Problem:
Of the entries below, return only those lines from the line with "an existing row." to the line with "pub enum ConstraintKind", exactly, both included.

────────────────────────────────────────

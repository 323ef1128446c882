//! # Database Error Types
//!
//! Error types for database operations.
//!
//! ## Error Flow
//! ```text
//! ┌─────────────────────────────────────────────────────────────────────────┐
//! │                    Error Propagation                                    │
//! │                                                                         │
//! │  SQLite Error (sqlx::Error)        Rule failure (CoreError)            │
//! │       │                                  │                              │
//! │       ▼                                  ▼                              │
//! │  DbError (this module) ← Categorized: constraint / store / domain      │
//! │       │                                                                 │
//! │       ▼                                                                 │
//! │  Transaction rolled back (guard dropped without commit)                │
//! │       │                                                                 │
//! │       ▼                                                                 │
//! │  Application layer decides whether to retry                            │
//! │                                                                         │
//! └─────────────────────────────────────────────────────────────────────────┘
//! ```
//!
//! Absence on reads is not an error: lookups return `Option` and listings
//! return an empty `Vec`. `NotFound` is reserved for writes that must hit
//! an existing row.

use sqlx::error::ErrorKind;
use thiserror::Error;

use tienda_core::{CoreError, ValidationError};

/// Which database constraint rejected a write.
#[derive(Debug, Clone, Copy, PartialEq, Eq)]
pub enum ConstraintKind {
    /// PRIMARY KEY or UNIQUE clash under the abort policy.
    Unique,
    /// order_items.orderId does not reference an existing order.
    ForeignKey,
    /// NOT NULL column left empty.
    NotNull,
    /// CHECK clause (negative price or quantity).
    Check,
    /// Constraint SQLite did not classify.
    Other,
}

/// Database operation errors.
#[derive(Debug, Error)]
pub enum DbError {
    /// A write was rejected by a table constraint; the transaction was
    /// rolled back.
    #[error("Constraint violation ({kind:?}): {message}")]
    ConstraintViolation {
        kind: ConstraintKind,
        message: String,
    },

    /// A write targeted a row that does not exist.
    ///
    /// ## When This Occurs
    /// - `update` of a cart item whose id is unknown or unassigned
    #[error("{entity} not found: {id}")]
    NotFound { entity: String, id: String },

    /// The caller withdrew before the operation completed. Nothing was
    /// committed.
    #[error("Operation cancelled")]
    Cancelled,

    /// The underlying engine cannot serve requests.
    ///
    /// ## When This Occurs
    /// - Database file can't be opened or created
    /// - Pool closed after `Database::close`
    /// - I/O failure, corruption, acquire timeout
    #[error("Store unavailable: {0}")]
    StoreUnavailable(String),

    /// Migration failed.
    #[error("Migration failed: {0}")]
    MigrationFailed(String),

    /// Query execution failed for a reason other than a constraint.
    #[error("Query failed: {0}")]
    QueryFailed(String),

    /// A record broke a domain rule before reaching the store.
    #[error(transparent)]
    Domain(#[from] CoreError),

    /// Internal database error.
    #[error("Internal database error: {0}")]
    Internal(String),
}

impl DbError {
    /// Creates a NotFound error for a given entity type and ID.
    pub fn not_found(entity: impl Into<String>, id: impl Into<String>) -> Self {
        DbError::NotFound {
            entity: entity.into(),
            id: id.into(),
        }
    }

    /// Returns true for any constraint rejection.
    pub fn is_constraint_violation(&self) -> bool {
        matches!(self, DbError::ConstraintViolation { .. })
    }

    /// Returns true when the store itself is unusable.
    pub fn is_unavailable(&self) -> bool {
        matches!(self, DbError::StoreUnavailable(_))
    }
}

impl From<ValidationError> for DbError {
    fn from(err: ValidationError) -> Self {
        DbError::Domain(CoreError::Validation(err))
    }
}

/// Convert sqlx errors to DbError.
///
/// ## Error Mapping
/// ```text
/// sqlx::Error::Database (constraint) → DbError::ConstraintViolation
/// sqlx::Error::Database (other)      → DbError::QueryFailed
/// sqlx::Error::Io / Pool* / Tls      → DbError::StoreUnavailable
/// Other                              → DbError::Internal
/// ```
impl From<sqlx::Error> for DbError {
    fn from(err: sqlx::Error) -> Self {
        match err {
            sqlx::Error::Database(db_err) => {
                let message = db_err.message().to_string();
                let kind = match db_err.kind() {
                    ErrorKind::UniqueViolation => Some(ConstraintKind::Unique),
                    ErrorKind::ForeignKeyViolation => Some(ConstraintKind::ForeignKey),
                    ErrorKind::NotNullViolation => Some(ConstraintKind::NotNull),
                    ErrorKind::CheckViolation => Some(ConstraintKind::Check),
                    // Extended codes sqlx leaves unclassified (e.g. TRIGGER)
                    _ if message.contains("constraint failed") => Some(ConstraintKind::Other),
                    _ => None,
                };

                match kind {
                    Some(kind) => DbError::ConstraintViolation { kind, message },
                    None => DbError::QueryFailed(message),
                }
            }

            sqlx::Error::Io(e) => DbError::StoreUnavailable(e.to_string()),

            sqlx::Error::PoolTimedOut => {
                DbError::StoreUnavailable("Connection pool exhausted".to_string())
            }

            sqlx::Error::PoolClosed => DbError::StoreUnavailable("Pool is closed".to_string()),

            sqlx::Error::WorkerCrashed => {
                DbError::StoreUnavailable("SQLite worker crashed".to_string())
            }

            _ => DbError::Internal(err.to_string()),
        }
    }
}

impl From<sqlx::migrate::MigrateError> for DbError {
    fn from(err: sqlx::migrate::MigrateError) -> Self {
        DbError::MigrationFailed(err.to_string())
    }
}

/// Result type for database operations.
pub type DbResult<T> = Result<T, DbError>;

────────────────────────────────────────

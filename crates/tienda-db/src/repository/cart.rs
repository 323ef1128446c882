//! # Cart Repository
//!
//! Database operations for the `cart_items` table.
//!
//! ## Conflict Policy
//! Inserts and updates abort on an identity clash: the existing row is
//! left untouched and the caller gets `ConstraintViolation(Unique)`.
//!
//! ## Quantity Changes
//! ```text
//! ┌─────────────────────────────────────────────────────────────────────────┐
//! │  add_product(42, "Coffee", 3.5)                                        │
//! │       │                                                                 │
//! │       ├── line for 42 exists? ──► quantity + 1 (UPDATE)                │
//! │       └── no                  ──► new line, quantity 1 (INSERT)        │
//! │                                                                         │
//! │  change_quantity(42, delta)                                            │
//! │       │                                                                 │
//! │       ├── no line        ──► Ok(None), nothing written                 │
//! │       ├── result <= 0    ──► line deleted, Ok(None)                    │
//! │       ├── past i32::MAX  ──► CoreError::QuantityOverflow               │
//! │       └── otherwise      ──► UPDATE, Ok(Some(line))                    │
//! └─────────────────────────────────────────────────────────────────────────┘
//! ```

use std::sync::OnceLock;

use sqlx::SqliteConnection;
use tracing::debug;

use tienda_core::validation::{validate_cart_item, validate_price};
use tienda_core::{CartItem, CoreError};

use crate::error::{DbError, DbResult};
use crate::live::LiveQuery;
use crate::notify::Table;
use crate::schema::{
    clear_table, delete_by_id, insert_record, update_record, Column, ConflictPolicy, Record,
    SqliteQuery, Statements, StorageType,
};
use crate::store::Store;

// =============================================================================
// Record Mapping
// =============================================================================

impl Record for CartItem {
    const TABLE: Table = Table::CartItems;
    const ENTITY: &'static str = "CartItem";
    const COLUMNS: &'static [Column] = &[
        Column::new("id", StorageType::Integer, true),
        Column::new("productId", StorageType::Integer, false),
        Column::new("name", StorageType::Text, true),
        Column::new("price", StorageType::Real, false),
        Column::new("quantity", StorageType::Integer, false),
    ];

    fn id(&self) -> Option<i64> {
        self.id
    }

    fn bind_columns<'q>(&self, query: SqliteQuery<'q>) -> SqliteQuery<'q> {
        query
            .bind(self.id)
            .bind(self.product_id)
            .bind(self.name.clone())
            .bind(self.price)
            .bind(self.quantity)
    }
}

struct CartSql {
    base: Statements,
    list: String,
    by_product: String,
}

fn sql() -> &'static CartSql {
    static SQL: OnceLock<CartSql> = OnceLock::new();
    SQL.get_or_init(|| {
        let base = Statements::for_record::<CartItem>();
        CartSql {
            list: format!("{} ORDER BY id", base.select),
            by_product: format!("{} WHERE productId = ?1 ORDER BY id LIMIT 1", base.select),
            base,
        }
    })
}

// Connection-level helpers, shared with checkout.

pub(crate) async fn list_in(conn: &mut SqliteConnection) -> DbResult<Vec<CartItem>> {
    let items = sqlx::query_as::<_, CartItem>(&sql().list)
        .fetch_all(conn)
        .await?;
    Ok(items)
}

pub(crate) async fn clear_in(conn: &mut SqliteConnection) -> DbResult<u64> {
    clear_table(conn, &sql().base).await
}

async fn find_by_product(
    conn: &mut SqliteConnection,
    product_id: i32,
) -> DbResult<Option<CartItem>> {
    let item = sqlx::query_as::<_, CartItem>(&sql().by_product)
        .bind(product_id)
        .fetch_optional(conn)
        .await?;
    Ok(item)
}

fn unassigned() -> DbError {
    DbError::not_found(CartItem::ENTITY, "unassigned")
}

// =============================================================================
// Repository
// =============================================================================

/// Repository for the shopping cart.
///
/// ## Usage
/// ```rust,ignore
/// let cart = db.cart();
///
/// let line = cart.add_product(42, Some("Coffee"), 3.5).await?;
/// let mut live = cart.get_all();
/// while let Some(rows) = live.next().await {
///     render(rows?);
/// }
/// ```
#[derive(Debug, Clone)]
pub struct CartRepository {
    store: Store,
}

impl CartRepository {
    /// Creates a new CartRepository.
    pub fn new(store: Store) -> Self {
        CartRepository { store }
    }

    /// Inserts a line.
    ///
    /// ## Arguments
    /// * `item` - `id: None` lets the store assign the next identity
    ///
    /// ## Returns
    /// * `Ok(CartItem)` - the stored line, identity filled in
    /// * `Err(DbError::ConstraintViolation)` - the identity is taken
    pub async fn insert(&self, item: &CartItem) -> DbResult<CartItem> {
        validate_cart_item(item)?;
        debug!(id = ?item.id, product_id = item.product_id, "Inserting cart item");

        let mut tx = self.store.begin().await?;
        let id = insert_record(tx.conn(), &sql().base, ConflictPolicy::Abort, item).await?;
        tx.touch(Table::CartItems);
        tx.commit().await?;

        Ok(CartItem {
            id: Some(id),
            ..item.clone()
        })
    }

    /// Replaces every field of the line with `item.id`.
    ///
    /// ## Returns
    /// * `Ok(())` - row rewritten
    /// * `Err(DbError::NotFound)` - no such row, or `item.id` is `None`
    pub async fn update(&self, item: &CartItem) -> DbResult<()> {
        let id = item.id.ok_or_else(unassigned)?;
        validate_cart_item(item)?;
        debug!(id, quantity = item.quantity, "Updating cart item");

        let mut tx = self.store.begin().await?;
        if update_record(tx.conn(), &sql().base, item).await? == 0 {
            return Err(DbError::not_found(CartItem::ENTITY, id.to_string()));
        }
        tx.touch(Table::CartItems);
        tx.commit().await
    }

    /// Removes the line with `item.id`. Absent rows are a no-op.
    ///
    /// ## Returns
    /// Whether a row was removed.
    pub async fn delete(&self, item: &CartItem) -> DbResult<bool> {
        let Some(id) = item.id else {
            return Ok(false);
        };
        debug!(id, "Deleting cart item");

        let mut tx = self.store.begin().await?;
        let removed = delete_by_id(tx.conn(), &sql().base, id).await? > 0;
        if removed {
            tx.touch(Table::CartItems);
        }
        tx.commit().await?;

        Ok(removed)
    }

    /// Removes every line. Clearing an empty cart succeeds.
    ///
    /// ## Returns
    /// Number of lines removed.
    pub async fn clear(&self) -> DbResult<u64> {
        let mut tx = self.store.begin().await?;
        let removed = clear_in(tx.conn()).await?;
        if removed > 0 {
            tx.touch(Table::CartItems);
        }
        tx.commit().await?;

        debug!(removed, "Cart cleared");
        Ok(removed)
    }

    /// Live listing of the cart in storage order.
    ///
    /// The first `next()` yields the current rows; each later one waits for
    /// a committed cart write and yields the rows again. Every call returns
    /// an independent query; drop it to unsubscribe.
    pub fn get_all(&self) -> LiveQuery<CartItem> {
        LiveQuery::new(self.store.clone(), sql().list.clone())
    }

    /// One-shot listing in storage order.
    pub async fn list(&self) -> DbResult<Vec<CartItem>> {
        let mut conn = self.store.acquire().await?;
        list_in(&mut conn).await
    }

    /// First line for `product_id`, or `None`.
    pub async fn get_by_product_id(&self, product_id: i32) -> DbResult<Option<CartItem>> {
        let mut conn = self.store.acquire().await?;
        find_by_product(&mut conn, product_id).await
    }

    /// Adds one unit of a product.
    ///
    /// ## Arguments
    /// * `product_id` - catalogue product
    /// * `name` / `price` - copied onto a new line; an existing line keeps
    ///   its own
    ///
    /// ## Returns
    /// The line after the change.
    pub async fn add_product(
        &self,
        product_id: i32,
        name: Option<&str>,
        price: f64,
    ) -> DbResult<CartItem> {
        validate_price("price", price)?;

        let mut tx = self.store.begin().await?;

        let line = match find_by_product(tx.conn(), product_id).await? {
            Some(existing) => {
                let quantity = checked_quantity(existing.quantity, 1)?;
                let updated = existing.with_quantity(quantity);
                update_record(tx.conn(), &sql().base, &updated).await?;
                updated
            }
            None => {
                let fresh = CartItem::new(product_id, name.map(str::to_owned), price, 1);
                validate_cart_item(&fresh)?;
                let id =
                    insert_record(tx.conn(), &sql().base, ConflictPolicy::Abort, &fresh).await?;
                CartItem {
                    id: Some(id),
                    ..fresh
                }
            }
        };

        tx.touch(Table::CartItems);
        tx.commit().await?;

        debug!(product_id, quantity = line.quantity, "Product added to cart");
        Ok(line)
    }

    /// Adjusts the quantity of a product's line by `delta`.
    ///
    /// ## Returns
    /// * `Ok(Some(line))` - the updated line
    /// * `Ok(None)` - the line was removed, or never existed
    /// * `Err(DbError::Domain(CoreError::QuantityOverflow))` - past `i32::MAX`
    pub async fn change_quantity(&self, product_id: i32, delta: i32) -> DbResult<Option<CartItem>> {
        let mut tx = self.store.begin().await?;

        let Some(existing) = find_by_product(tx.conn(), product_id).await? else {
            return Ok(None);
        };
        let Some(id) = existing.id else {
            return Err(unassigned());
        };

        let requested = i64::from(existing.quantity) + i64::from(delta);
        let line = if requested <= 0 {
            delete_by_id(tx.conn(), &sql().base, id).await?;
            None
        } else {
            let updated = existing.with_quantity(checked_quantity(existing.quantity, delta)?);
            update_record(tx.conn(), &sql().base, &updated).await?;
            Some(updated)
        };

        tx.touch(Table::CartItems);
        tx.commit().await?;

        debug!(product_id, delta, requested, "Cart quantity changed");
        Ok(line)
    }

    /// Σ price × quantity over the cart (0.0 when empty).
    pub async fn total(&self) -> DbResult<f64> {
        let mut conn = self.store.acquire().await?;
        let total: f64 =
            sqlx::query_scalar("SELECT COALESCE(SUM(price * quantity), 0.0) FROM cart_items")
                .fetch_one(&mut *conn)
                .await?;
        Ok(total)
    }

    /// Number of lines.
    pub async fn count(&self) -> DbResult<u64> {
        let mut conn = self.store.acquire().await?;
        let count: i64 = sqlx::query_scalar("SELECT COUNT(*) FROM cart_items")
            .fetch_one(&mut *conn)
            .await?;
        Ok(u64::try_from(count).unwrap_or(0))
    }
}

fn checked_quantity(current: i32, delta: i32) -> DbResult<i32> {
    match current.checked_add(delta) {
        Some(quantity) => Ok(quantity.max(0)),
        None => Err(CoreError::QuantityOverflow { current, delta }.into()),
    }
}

────────────────────────────────────────

Expected answer:
//! an existing row.

use sqlx::error::ErrorKind;
use thiserror::Error;

use tienda_core::{CoreError, ValidationError};

/// Which database constraint rejected a write.
#[derive(Debug, Clone, Copy, PartialEq, Eq)]
pub enum ConstraintKind {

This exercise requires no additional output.